*** Data excerpts ***

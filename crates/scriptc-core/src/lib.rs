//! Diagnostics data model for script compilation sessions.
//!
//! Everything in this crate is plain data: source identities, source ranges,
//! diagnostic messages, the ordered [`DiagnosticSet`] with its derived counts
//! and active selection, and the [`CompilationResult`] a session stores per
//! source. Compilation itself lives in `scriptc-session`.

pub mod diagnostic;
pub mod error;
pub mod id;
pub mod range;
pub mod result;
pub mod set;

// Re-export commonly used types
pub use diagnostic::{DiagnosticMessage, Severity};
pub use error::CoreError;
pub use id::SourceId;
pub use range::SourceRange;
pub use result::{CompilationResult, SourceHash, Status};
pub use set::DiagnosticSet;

*** End of Data excerpts ***

## Assignment:
Look through the entries. Copy out each line with "CompilationResult" in it.

## Answer for the task:
//! and active selection, and the [`CompilationResult`] a session stores per
pub use result::{CompilationResult, SourceHash, Status};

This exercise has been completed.